── Dataset records ──
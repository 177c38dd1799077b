use log::{debug, info};
use rlp_derive::{RlpDecodable, RlpEncodable};

use crate::common::{Hash, U256RLP, U256};
use crate::machine::{Assertion, Machine};
use crate::store::{StoreView, Transaction};
use crate::value::{delete_value, save_value, Value, ValueCache};

use super::{keys, output, ArbCore, CoreError};

/// A durable snapshot of the machine together with the counters it was taken at.
#[derive(Clone, Default, PartialEq, Eq, Debug)]
pub struct Checkpoint {
    /// Hash of the machine state; the state itself lives in the value table.
    pub machine_hash: Hash,
    /// Number of inbox messages the machine had consumed.
    pub messages_read: U256,
    /// Inbox accumulator after the last consumed message.
    pub inbox_hash: Hash,
    pub total_gas: U256,
    pub log_count: U256,
    pub send_count: U256,
}

#[derive(RlpDecodable, RlpEncodable)]
struct CheckpointRecord {
    machine_hash: Hash,
    messages_read: U256RLP,
    inbox_hash: Hash,
    total_gas: U256RLP,
    log_count: U256RLP,
    send_count: U256RLP,
}

impl Checkpoint {
    fn key(&self) -> Vec<u8> {
        keys::checkpoint(&self.messages_read, &self.total_gas)
    }

    fn encode(&self) -> Vec<u8> {
        rlp::encode(&CheckpointRecord {
            machine_hash: self.machine_hash,
            messages_read: self.messages_read.into(),
            inbox_hash: self.inbox_hash,
            total_gas: self.total_gas.into(),
            log_count: self.log_count.into(),
            send_count: self.send_count.into(),
        })
        .to_vec()
    }

    fn decode(raw: &[u8]) -> Result<Self, CoreError> {
        let r: CheckpointRecord = rlp::decode(raw).map_err(|e| {
            CoreError::Corrupt(format!("checkpoint: {:?}", e))
        })?;
        Ok(Self {
            machine_hash: r.machine_hash,
            messages_read: r.messages_read.0,
            inbox_hash: r.inbox_hash,
            total_gas: r.total_gas.0,
            log_count: r.log_count.0,
            send_count: r.send_count.0,
        })
    }

    /// Move the counters past the output of a run. `inbox_hash` is the accumulator after the
    /// last message the run consumed, if it consumed any.
    pub(super) fn advance(
        &mut self, assertion: &Assertion, inbox_hash: Option<Hash>,
    ) {
        self.total_gas += assertion.gas_used;
        self.messages_read += U256::from(assertion.inbox_messages_consumed);
        self.log_count += U256::from(assertion.logs.len());
        self.send_count += U256::from(assertion.sends.len());
        if let Some(h) = inbox_hash {
            self.inbox_hash = h
        }
    }
}

/// The newest checkpoint that had consumed at most `messages_read` messages.
fn floor(
    view: &dyn StoreView, messages_read: &U256,
) -> Result<Option<Checkpoint>, CoreError> {
    match view.last_in(
        &[keys::CHECKPOINT],
        &keys::pair_upper(keys::CHECKPOINT, messages_read),
    )? {
        Some((_, raw)) => Checkpoint::decode(&raw).map(Some),
        None => Ok(None),
    }
}

/// Resolve an entry of the gas index to its checkpoint.
fn from_gas_index(
    view: &dyn StoreView, key: &[u8],
) -> Result<Checkpoint, CoreError> {
    let (total_gas, messages_read) = keys::decode_pair(key)?;
    match view.get(&keys::checkpoint(&messages_read, &total_gas))? {
        Some(raw) => Checkpoint::decode(&raw),
        None => Err(CoreError::Corrupt(format!(
            "gas index refers to missing checkpoint at {} gas",
            total_gas
        ))),
    }
}

/// Persist `cp` and take a reference to its machine state. Returns false (and does nothing) if
/// the checkpoint already exists.
pub(super) fn save_checkpoint_tx(
    tx: &mut Transaction, cp: &Checkpoint, state: &Value,
) -> Result<bool, CoreError> {
    let key = cp.key();
    if tx.get(&key)?.is_some() {
        return Ok(false)
    }
    save_value(tx, state)?;
    tx.put(key, cp.encode());
    tx.put(
        keys::checkpoint_gas(&cp.total_gas, &cp.messages_read),
        Vec::new(),
    );
    Ok(true)
}

fn delete_checkpoint_tx(
    tx: &mut Transaction, cp: &Checkpoint, cache: &ValueCache,
) -> Result<(), CoreError> {
    tx.delete(cp.key());
    tx.delete(keys::checkpoint_gas(&cp.total_gas, &cp.messages_read));
    delete_value(tx, &cp.machine_hash, cache)?;
    Ok(())
}

impl<M: Machine> ArbCore<M> {
    /// Persist the checkpoint of the live machine.
    pub fn save_checkpoint(&self) -> Result<(), CoreError> {
        let mut state = self.state.lock();
        let (cp, value) = state.pending().ok_or(CoreError::NotInitialized)?;
        let mut tx = self.make_transaction();
        let watermark = self.code.save(&mut tx);
        let saved = save_checkpoint_tx(&mut tx, &cp, &value)?;
        tx.commit()?;
        self.code.mark_saved(watermark);
        if saved {
            debug!(
                "checkpoint at {} messages, {} gas",
                cp.messages_read, cp.total_gas
            );
        }
        state.last_checkpoint = cp;
        Ok(())
    }

    /// The newest checkpoint whose consumed messages all have sequence numbers up to
    /// `sequence_number`.
    pub fn get_checkpoint(
        &self, sequence_number: &U256,
    ) -> Result<Option<Checkpoint>, CoreError> {
        let rtx = self.make_const_transaction();
        floor(&rtx, &sequence_number.saturating_add(U256::one()))
    }

    pub fn is_checkpoints_empty(&self) -> Result<bool, CoreError> {
        let rtx = self.make_const_transaction();
        Ok(rtx
            .first_in(&[keys::CHECKPOINT], &keys::end(keys::CHECKPOINT))?
            .is_none())
    }

    /// Total gas of the newest checkpoint, zero if there is none.
    pub fn max_checkpoint_gas(&self) -> Result<U256, CoreError> {
        let rtx = self.make_const_transaction();
        match rtx.last_in(
            &[keys::CHECKPOINT_GAS],
            &keys::pair_upper(keys::CHECKPOINT_GAS, &U256::max_value()),
        )? {
            Some((k, _)) => Ok(keys::decode_pair(&k)?.0),
            None => Ok(U256::zero()),
        }
    }

    /// With `after_gas`, the oldest checkpoint that used at least `total_gas`; otherwise the
    /// newest one that used at most `total_gas`.
    pub fn get_checkpoint_using_gas(
        &self, view: &dyn StoreView, total_gas: &U256, after_gas: bool,
    ) -> Result<Option<Checkpoint>, CoreError> {
        let entry = if after_gas {
            view.first_in(
                &keys::checkpoint_gas(total_gas, &U256::zero()),
                &keys::end(keys::CHECKPOINT_GAS),
            )?
        } else {
            view.last_in(
                &[keys::CHECKPOINT_GAS],
                &keys::pair_upper(keys::CHECKPOINT_GAS, total_gas),
            )?
        };
        match entry {
            Some((k, _)) => from_gas_index(view, &k).map(Some),
            None => Ok(None),
        }
    }

    /// Roll the core back to the newest checkpoint at or before `sequence_number`. Message
    /// entries after `sequence_number`, and all checkpoints, logs and sends produced after the
    /// retained checkpoint are deleted in one transaction. The live machine and the logs cursor
    /// are only reset once that transaction has committed; on error nothing changes.
    pub fn reorg_to_message_or_before(
        &self, sequence_number: &U256, cache: &ValueCache,
    ) -> Result<Checkpoint, CoreError> {
        self.reorg_keeping(sequence_number.saturating_add(U256::one()), cache)
    }

    /// Reorg keeping the first `keep_messages` message entries, as its own transaction.
    pub(super) fn reorg_keeping(
        &self, keep_messages: U256, cache: &ValueCache,
    ) -> Result<Checkpoint, CoreError> {
        let mut state = self.state.lock();
        let _guard = self.reorg_lock.lock();
        let mut tx = self.make_transaction();
        let reorg = self.reorg_locked(&mut tx, keep_messages, cache)?;
        tx.commit()?;
        let cp = reorg.checkpoint.clone();
        self.rewind_logs_cursor(&cp.log_count, reorg.logs_lost);
        state.reset(reorg.machine, cp.clone());
        Ok(cp)
    }

    /// Record in `tx` a reorg keeping the first `keep_messages` message entries. The caller holds
    /// the reorg lock until `tx` commits, then applies the returned [Reorg].
    pub(super) fn reorg_locked(
        &self, tx: &mut Transaction, keep_messages: U256, cache: &ValueCache,
    ) -> Result<Reorg<M>, CoreError> {
        let cp = floor(&*tx, &keep_messages)?.ok_or(CoreError::NotInitialized)?;

        let mut later = cp.key();
        later.push(0);
        let mut dropped = 0;
        for (_, raw) in tx.range(&later, &keys::end(keys::CHECKPOINT))? {
            delete_checkpoint_tx(tx, &Checkpoint::decode(&raw)?, cache)?;
            dropped += 1;
        }

        output::delete_logs_starting_at(tx, &cp.log_count, cache)?;
        output::delete_sends_starting_at(tx, &cp.send_count)?;
        self.update_log_inserted_count(tx, &cp.log_count);
        self.update_send_inserted_count(tx, &cp.send_count);
        if self.send_processed_count(&*tx)? > cp.send_count {
            self.update_send_processed_count(tx, &cp.send_count)
        }

        let inserted = self.message_entry_inserted_count(&*tx)?;
        if inserted > keep_messages {
            for (k, _) in tx.range(
                &keys::message(&keep_messages),
                &keys::end(keys::MESSAGE),
            )? {
                tx.delete(k)
            }
            self.update_message_entry_inserted_count(tx, &keep_messages);
        }
        self.update_message_entry_processed_count(tx, &cp.messages_read);

        let logs_lost = self.handle_logs_cursor_reorg(tx, &cp.log_count)?;

        let machine = self.load_machine(&*tx, &cp.machine_hash, cache)?;
        info!(
            "reorg keeping {} messages: back to checkpoint at {} messages, \
             {} gas ({} later checkpoints dropped)",
            keep_messages.min(inserted),
            cp.messages_read,
            cp.total_gas,
            dropped
        );
        Ok(Reorg {
            checkpoint: cp,
            machine,
            logs_lost,
        })
    }
}

/// A reorg recorded in a transaction but not yet applied to the in-memory state.
pub(super) struct Reorg<M> {
    pub checkpoint: Checkpoint,
    /// The machine at `checkpoint`.
    pub machine: M,
    /// Whether logs the consumer had processed were removed.
    pub logs_lost: bool,
}

#[cfg(test)]
mod tests {
    use super::*;

    #[test]
    fn test_checkpoint_record() {
        let cp = Checkpoint {
            machine_hash: Hash::hash(b"machine"),
            messages_read: 7u64.into(),
            inbox_hash: Hash::hash(b"inbox"),
            total_gas: U256::max_value(),
            log_count: 3u64.into(),
            send_count: U256::zero(),
        };
        assert_eq!(Checkpoint::decode(&cp.encode()).unwrap(), cp);
        assert!(Checkpoint::decode(b"garbage").is_err());
    }
}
───
What the task requires —
Of the entries above, repeat exactly the lines between the line with "match view.get(&keys::checkpoint(&messages_read, &total_gas))?" and the line with "checkpoint already exists.", inclusive, and no others.

Finished task —
    match view.get(&keys::checkpoint(&messages_read, &total_gas))? {
        Some(raw) => Checkpoint::decode(&raw),
        None => Err(CoreError::Corrupt(format!(
            "gas index refers to missing checkpoint at {} gas",
            total_gas
        ))),
    }
}

/// Persist `cp` and take a reference to its machine state. Returns false (and does nothing) if
/// the checkpoint already exists.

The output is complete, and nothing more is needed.